▸ THE TASK:
Your answer must be every line of the data that contains "total".

▸ RECORDS FOR THIS EXERCISE:
※ ※ ※
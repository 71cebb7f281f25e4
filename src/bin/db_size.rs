// src/bin/db_size.rs

//! Driver program _db-size_: report the data size in Berkeley DB files.
//!
//! Shells out to the external statistics utility (`slapd_db_stat`) per
//! named database file, parses its text report, and prints size/used/free
//! figures in bytes and MiB per file plus a total.

#![allow(non_camel_case_types)]

use std::process::ExitCode;

use ::clap::Parser;
use ::ss2jlib::common::{FPath, EXIT_ERR};
use ::ss2jlib::debug::printers::e_err;
use ::ss2jlib::readers::dbstatreader::{
    db_sizes,
    format_sizes,
    DbSizes,
    DB_STAT_ENV,
    DB_STAT_PATH_DEFAULT,
};

// ━━━━━━━━━━━━━━━━━━━━━━━━━━━━━━━━━━━━━━━━━━━━━━━━━━━━━━━━━━━━━━━━━━━━━━━━━━━━━━━━━━━━━━━━━━━━━━━━━

#[derive(Parser, Debug)]
#[clap(
    about = "Report data size in Berkeley DB files",
    name = "db-size",
    version,
)]
struct CLI_Args {
    /// Database file(s) to report, e.g. *.bdb
    #[clap(required = true, value_name = "DBFILE")]
    db_files: Vec<FPath>,
}

pub fn main() -> ExitCode {
    let cli_args: CLI_Args = CLI_Args::parse();
    let db_stat_path: FPath = std::env::var(DB_STAT_ENV)
        .unwrap_or_else(|_| FPath::from(DB_STAT_PATH_DEFAULT));

    let mut total: DbSizes = DbSizes::default();
    for db_file in cli_args.db_files.iter() {
        let sizes: DbSizes = match db_sizes(&db_stat_path, db_file) {
            Ok(sizes) => sizes,
            Err(err) => {
                e_err!("{}", err);
                return ExitCode::from(EXIT_ERR as u8);
            }
        };
        total.size += sizes.size;
        total.free += sizes.free;
        print!("{}", format_sizes(db_file, &sizes));
    }
    print!("{}", format_sizes("Total", &total));

    ExitCode::SUCCESS
}
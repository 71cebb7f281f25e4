// src/readers/dbstatreader.rs

//! Parse the text report of the Berkeley DB statistics utility
//! (`db_stat -d`) into size figures, for the `db-size` binary.
//!
//! Three fixed report patterns are recognized: the underlying page size,
//! the per-level tree page counts, and the per-level free-byte counts. A
//! value may carry the `M` unit marker meaning ×1,000,000 (decimal, not
//! binary; see `db-*/src/env/env_stat.c:__db_dl()`).

use crate::common::FPath;

use std::process::Command;

use ::lazy_static::lazy_static;
use ::regex::Regex;
use ::si_trace_print::defñ;

// ━━━━━━━━━━━━━━━━━━━━━━━━━━━━━━━━━━━━━━━━━━━━━━━━━━━━━━━━━━━━━━━━━━━━━━━━━━━━━━━━━━━━━━━━━━━━━━━━━

/// Environment variable naming the statistics binary to invoke.
pub const DB_STAT_ENV: &str = "DB_SIZE_DB_STAT";
/// Default path of the statistics binary; `@SBINDIR@` is substituted at
/// package build time.
pub const DB_STAT_PATH_DEFAULT: &str = "@SBINDIR@/slapd_db_stat";

lazy_static! {
    static ref PAGE_SIZE_REGEX: Regex = Regex::new(
        r"(?m)^(\d+)(M?)\tUnderlying database page size$"
    ).unwrap();
    static ref USED_PAGES_REGEX: Regex = Regex::new(
        r"(?m)^(\d+)(M?)\tNumber of tree (\w+) pages$"
    ).unwrap();
    static ref FREE_BYTES_REGEX: Regex = Regex::new(
        r"(?m)^(\d+)(M?)\tNumber of bytes free in tree (\w+) pages \(.*\)$"
    ).unwrap();
}

/// Size figures for one database file, in bytes.
#[derive(Clone, Copy, Debug, Default, Eq, PartialEq)]
pub struct DbSizes {
    pub size: u64,
    pub free: u64,
}

impl DbSizes {
    /// Bytes in use. Negative when the report's free bytes exceed the
    /// computed size (the `M` marker rounds to the nearest million, so the
    /// free figure can overshoot); reported as-is, matching the utility's
    /// own arithmetic.
    pub const fn used(&self) -> i64 {
        self.size as i64 - self.free as i64
    }
}

/// One captured report value with its optional `M` (×1,000,000) marker.
fn capture_value(captures: &regex::Captures) -> u64 {
    let mut value: u64 = captures[1].parse::<u64>().unwrap_or(0);
    if !captures[2].is_empty() {
        value *= 1_000_000;
    }
    value
}

/// Extract the size figures from one `db_stat -d` report.
pub fn parse_db_stat_report(report: &str) -> Result<DbSizes, String> {
    let page_size: u64 = match PAGE_SIZE_REGEX.captures(report) {
        Some(captures) => capture_value(&captures),
        None => return Err(String::from("no `Underlying database page size` in report")),
    };

    // 1 for the root page
    let mut pages: u64 = 1;
    for captures in USED_PAGES_REGEX.captures_iter(report) {
        pages += capture_value(&captures);
    }

    let mut free: u64 = 0;
    for captures in FREE_BYTES_REGEX.captures_iter(report) {
        free += capture_value(&captures);
    }
    defñ!("page_size {} pages {} free {}", page_size, pages, free);

    Ok(DbSizes {
        size: pages * page_size,
        free,
    })
}

/// Invoke the statistics binary for one database file and parse its
/// report.
pub fn db_sizes(
    db_stat_path: &FPath,
    db_file: &FPath,
) -> Result<DbSizes, String> {
    let output = Command::new(db_stat_path)
        .arg("-d")
        .arg(db_file)
        .output()
        .map_err(|err| format!("failed to run {:?}: {}", db_stat_path, err))?;
    if !output.status.success() {
        return Err(format!(
            "{:?} -d {:?} exited {}",
            db_stat_path, db_file, output.status
        ));
    }
    let report: String = String::from_utf8_lossy(&output.stdout).to_string();
    parse_db_stat_report(&report).map_err(|err| format!("{:?}: {}", db_file, err))
}

// ━━━━━━━━━━━━━━━━━━━━━━━━━━━━━━━━━━━━━━━━━━━━━━━━━━━━━━━━━━━━━━━━━━━━━━━━━━━━━━━━━━━━━━━━━━━━━━━━━
// report formatting
// ━━━━━━━━━━━━━━━━━━━━━━━━━━━━━━━━━━━━━━━━━━━━━━━━━━━━━━━━━━━━━━━━━━━━━━━━━━━━━━━━━━━━━━━━━━━━━━━━━

/// Bytes as a MiB string with three decimal places.
pub fn format_b_as_mib(b: i64) -> String {
    format!("{:.3}", b as f64 / 1024.0 / 1024.0)
}

/// The human-readable size/used/free block for one label.
pub fn format_sizes(
    label: &str,
    sizes: &DbSizes,
) -> String {
    format!(
        "{label}: {size} ({size_mib} MiB)\n  Used: {used} ({used_mib} MiB)\n  Free: {free} ({free_mib} MiB)\n",
        label = label,
        size = sizes.size,
        size_mib = format_b_as_mib(sizes.size as i64),
        used = sizes.used(),
        used_mib = format_b_as_mib(sizes.used()),
        free = sizes.free,
        free_mib = format_b_as_mib(sizes.free as i64),
    )
}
※ ※ ※
▸ YOUR RESPONSE:
//! figures in bytes and MiB per file plus a total.
    let mut total: DbSizes = DbSizes::default();
        total.size += sizes.size;
        total.free += sizes.free;
    print!("{}", format_sizes("Total", &total));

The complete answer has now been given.